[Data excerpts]

§

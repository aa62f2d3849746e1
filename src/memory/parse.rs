//! Loader for program text. One byte per line, written in binary unless a
//! radix prefix says otherwise. Everything after `#` is a comment.
//!
//! ```text
//! 10000010 # LDI R0,8
//! 00000000
//! 00001000
//! 01000111 # PRN R0
//! 00000000
//! 00000001 # HLT
//! ```

use std::borrow::Cow;
use std::error;
use std::{fmt, str::Lines};

use super::{Address, Byte, Memory, MEMORY_SIZE};

const COMMENT_MARKER: char = '#';

#[derive(Debug, Clone, Copy, PartialEq, Eq)]
pub enum ParseErrorKind {
    InvalidNumber { radix: u32 },
    ProgramTooLarge,
}

impl fmt::Display for ParseErrorKind {
    fn fmt(&self, f: &mut fmt::Formatter<'_>) -> fmt::Result {
        match self {
            ParseErrorKind::InvalidNumber { radix } => {
                write!(f, "failed to parse byte with radix `{}`", radix)
            }
            ParseErrorKind::ProgramTooLarge => {
                write!(f, "program does not fit into {} bytes of memory", MEMORY_SIZE)
            }
        }
    }
}

#[derive(Debug, Clone, PartialEq, Eq)]
pub struct ParseError {
    kind: ParseErrorKind,
    context: Option<Cow<'static, str>>,
    line_nr: usize,
}

impl ParseError {
    fn new<C, S>(kind: ParseErrorKind, context: C, line_nr: usize) -> Self
    where
        C: Into<Option<S>>,
        S: Into<Cow<'static, str>>,
    {
        Self {
            kind,
            context: context.into().map(|inner| inner.into()),
            line_nr,
        }
    }

    pub fn kind(&self) -> ParseErrorKind {
        self.kind
    }

    pub fn line_nr(&self) -> usize {
        self.line_nr
    }
}

impl fmt::Display for ParseError {
    fn fmt(&self, f: &mut fmt::Formatter<'_>) -> fmt::Result {
        if let Some(context) = &self.context {
            write!(
                f,
                "error [ln: {}]: {} - {}",
                self.line_nr, self.kind, context
            )
        } else {
            write!(f, "error [ln: {}]: {}", self.line_nr, self.kind)
        }
    }
}

impl error::Error for ParseError {}

pub type Result<T, E = ParseError> = std::result::Result<T, E>;

/// Splits an optional radix prefix off `token`. Bare digits are binary.
fn split_radix(token: &str) -> (u32, &str) {
    match token.as_bytes() {
        [b'0', b'b', ..] => (2, &token[2..]),
        [b'0', b'o', ..] => (8, &token[2..]),
        [b'0', b'x', ..] => (16, &token[2..]),
        _ => (2, token),
    }
}

#[derive(Debug, Clone)]
pub struct Parser<'a> {
    lines: Lines<'a>,
    line_nr: usize,
    position: usize,
    memory: Memory,
}

impl<'a> Parser<'a> {
    /// Creates a new parser for `data` which will try to populate `memory`
    /// starting at address 0.
    pub fn new(data: &'a str, memory: Memory) -> Self {
        Self {
            lines: data.lines(),
            line_nr: 0,
            position: 0,
            memory,
        }
    }

    /// Consumes `self` and tries to parse all lines into memory.
    ///
    /// # Errors
    ///
    /// All errors which may occur are collected and returned at the end.
    pub fn parse(mut self) -> Result<Memory, Vec<ParseError>> {
        let mut errors = Vec::new();

        while let Some(res) = self.parse_next_line() {
            if let Err(err) = res {
                log::error!("{}", err);
                errors.push(err);
            }
        }

        if errors.is_empty() {
            log::debug!("Loaded {} bytes", self.position);
            Ok(self.memory)
        } else {
            Err(errors)
        }
    }

    /// Tries to parse the next line. Returns `None` once all lines are
    /// consumed.
    fn parse_next_line(&mut self) -> Option<Result<()>> {
        let line = self.lines.next()?;
        self.line_nr += 1;

        let line = match line.split_once(COMMENT_MARKER) {
            Some((code, _comment)) => code,
            None => line,
        }
        .trim();

        if line.is_empty() {
            // Comment or empty line; skip
            return Some(Ok(()));
        }

        Some(self.parse_byte(line))
    }

    /// Parses `token` as a single byte and writes it to the next free cell.
    ///
    /// # Examples
    ///
    /// - `10000010`
    /// - `0x82`
    fn parse_byte(&mut self, token: &str) -> Result<()> {
        let (radix, digits) = split_radix(token);

        let byte = Byte::from_str_radix(digits, radix).map_err(|_| {
            ParseError::new(
                ParseErrorKind::InvalidNumber { radix },
                format!("`{}` is not a byte", token),
                self.line_nr,
            )
        })?;

        self.write_byte(byte)
    }

    /// Writes `byte` at the current position and advances it by one.
    ///
    /// # Errors
    ///
    /// Fails once all memory cells are taken.
    fn write_byte(&mut self, byte: Byte) -> Result<()> {
        if self.position >= MEMORY_SIZE {
            return Err(ParseError::new::<_, &'static str>(
                ParseErrorKind::ProgramTooLarge,
                None,
                self.line_nr,
            ));
        }

        self.memory.write_byte(self.position as Address, byte);
        self.position += 1;
        Ok(())
    }
}

#[cfg(test)]
mod tests {
    use crate::processor::Instruction;
    use std::str::FromStr;

    use super::*;
    use color_eyre::Result;

    #[test]
    fn parse_print8() -> Result<()> {
        let data = r#"
            # print8.ls8: Print the number 8 on the screen

            10000010 # LDI R0,8
            00000000
            00001000
            01000111 # PRN R0
            00000000
            00000001 # HLT
        "#;

        let mem = Memory::from_str(data)?;

        assert_eq!(mem.read_byte(0), Instruction::LDI.into());
        assert_eq!(mem.read_byte(1), 0);
        assert_eq!(mem.read_byte(2), 8);
        assert_eq!(mem.read_byte(3), Instruction::PRN.into());
        assert_eq!(mem.read_byte(4), 0);
        assert_eq!(mem.read_byte(5), Instruction::HLT.into());
        assert_eq!(mem.read_byte(6), 0);

        Ok(())
    }

    #[test]
    fn parse_radix_prefixes() -> Result<()> {
        let data = "0x82\n0o0\n0o10\n0b01000111\n0\n1\n";

        let mem = Memory::from_str(data)?;

        assert_eq!(&mem.data[..6], &[0x82, 0, 8, 0x47, 0, 1]);

        Ok(())
    }

    #[test]
    fn parse_collects_all_errors() {
        let data = "10000010\n00000002\n\nhello # not a number\n00000001\n";

        let errors = Parser::new(data, Memory::default()).parse().unwrap_err();

        assert_eq!(errors.len(), 2);
        assert_eq!(errors[0].kind(), ParseErrorKind::InvalidNumber { radix: 2 });
        assert_eq!(errors[0].line_nr(), 2);
        assert_eq!(errors[1].line_nr(), 4);
    }

    #[test]
    fn parse_rejects_value_above_byte() {
        let errors = Parser::new("100000000", Memory::default())
            .parse()
            .unwrap_err();

        assert_eq!(errors[0].kind(), ParseErrorKind::InvalidNumber { radix: 2 });
    }

    #[test]
    fn parse_fills_whole_memory() {
        let full = "00000001\n".repeat(MEMORY_SIZE);
        let mem = Parser::new(&full, Memory::default()).parse().unwrap();
        assert!(mem.data.iter().all(|&byte| byte == 1));

        let too_large = "00000001\n".repeat(MEMORY_SIZE + 1);
        let errors = Parser::new(&too_large, Memory::default())
            .parse()
            .unwrap_err();

        assert_eq!(errors.len(), 1);
        assert_eq!(errors[0].kind(), ParseErrorKind::ProgramTooLarge);
        assert_eq!(errors[0].line_nr(), MEMORY_SIZE + 1);
    }

    #[test]
    fn error_display_has_line_number() {
        let err = ParseError::new::<_, &'static str>(ParseErrorKind::ProgramTooLarge, None, 7);
        assert_eq!(
            err.to_string(),
            "error [ln: 7]: program does not fit into 256 bytes of memory"
        );
    }
}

§

_TRY IT:_
Select the lines from the entries that include the word "does".

_EXERCISE OUTPUT:_
                write!(f, "program does not fit into {} bytes of memory", MEMORY_SIZE)
            "error [ln: 7]: program does not fit into 256 bytes of memory"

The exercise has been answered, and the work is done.